Collected data entries
━━━━━━

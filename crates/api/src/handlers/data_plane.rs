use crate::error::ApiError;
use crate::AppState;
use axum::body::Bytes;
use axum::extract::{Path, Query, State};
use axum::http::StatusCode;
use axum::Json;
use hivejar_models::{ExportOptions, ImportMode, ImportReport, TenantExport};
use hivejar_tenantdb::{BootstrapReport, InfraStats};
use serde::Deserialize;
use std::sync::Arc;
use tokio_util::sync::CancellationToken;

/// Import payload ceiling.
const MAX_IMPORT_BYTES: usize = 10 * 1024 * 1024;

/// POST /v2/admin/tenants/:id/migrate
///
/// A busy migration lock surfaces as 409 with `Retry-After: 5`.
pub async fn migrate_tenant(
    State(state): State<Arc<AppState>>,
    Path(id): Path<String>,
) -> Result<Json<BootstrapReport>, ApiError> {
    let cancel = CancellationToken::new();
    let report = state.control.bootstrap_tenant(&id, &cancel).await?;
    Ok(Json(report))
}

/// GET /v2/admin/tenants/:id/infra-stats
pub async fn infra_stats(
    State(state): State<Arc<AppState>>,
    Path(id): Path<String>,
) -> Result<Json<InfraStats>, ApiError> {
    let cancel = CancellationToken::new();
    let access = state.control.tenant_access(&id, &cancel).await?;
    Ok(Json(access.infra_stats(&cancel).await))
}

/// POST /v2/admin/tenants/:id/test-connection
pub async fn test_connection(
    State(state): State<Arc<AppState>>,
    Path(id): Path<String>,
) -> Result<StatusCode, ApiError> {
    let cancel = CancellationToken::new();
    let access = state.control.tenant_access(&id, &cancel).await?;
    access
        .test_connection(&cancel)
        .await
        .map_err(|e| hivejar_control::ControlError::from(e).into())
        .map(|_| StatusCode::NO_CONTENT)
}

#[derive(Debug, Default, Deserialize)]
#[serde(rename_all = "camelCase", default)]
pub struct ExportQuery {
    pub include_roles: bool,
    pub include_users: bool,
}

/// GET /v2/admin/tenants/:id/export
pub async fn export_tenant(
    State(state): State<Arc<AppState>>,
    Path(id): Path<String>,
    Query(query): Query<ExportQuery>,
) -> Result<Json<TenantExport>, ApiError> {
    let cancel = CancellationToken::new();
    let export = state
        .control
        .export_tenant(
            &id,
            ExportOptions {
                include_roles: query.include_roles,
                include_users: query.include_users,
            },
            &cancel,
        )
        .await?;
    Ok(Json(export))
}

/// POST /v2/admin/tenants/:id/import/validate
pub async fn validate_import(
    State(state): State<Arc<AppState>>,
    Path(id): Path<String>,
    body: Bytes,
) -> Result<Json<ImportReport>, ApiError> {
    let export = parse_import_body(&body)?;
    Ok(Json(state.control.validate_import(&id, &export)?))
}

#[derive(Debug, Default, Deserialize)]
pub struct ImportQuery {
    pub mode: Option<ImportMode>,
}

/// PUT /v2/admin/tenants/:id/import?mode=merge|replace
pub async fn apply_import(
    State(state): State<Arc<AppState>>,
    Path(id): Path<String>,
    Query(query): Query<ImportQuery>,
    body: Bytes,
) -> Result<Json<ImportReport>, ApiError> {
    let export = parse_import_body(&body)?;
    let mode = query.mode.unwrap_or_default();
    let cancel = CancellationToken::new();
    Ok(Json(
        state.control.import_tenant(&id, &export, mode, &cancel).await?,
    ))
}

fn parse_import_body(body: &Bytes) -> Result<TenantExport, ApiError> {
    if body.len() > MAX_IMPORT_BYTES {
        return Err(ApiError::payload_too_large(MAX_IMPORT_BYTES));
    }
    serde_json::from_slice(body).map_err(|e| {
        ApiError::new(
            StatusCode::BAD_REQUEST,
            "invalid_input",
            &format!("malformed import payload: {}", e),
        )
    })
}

━━━━━━

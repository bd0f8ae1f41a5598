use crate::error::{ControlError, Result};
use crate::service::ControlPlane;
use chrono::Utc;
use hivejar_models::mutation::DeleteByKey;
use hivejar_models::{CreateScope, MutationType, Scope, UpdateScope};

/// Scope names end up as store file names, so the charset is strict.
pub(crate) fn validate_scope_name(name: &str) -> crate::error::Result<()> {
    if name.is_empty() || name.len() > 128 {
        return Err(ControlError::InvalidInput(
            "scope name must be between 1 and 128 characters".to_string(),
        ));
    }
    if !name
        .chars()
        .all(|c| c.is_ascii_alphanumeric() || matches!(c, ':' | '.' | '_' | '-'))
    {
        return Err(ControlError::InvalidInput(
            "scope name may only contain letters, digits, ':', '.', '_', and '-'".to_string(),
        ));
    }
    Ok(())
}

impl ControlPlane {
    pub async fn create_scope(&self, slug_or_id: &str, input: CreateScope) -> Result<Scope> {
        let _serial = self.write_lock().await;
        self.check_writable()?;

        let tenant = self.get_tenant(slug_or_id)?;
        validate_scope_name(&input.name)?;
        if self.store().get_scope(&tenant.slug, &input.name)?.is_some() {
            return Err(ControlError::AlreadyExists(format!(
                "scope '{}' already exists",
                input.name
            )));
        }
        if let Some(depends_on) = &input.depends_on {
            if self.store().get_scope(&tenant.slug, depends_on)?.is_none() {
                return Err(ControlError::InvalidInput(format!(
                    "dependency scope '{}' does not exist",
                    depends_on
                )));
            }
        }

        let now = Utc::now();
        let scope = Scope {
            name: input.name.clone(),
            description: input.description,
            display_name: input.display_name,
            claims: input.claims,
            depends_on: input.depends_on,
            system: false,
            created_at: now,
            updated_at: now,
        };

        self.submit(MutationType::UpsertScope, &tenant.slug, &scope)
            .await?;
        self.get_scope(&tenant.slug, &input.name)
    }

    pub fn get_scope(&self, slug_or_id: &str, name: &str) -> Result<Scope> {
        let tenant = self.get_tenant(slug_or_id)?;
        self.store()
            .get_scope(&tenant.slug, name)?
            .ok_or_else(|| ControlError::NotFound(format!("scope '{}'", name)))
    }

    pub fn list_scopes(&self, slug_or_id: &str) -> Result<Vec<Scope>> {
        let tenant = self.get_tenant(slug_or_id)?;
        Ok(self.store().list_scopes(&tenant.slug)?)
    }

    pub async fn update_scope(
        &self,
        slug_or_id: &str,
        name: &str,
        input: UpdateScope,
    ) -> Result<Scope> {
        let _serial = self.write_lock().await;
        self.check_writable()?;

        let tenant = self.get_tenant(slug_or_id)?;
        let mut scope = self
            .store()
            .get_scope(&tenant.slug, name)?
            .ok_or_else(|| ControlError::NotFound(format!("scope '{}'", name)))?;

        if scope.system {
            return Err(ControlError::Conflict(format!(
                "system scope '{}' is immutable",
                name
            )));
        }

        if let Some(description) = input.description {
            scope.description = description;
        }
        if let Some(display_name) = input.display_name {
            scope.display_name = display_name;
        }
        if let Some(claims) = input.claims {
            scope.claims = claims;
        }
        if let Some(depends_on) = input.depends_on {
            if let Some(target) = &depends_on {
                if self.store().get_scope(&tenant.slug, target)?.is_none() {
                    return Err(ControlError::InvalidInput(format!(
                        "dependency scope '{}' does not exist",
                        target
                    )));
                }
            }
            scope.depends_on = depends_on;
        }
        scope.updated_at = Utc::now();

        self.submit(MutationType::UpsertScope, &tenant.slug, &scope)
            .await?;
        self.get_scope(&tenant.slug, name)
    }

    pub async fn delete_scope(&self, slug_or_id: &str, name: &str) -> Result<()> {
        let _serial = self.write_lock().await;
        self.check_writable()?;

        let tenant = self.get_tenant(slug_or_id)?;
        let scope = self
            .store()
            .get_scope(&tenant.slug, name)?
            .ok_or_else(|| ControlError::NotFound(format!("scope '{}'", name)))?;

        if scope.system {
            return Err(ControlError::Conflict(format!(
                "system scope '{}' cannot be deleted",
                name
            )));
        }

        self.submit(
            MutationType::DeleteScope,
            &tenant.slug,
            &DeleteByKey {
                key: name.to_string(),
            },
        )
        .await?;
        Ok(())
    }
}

━━━━━━

Copy the lines above exactly. Start with the line containing "use axum::http::StatusCode;", end with the line containing "use tokio_util::sync::CancellationToken;", and include both.

▶ Finished exercise
use axum::http::StatusCode;
use axum::Json;
use hivejar_models::{ExportOptions, ImportMode, ImportReport, TenantExport};
use hivejar_tenantdb::{BootstrapReport, InfraStats};
use serde::Deserialize;
use std::sync::Arc;
use tokio_util::sync::CancellationToken;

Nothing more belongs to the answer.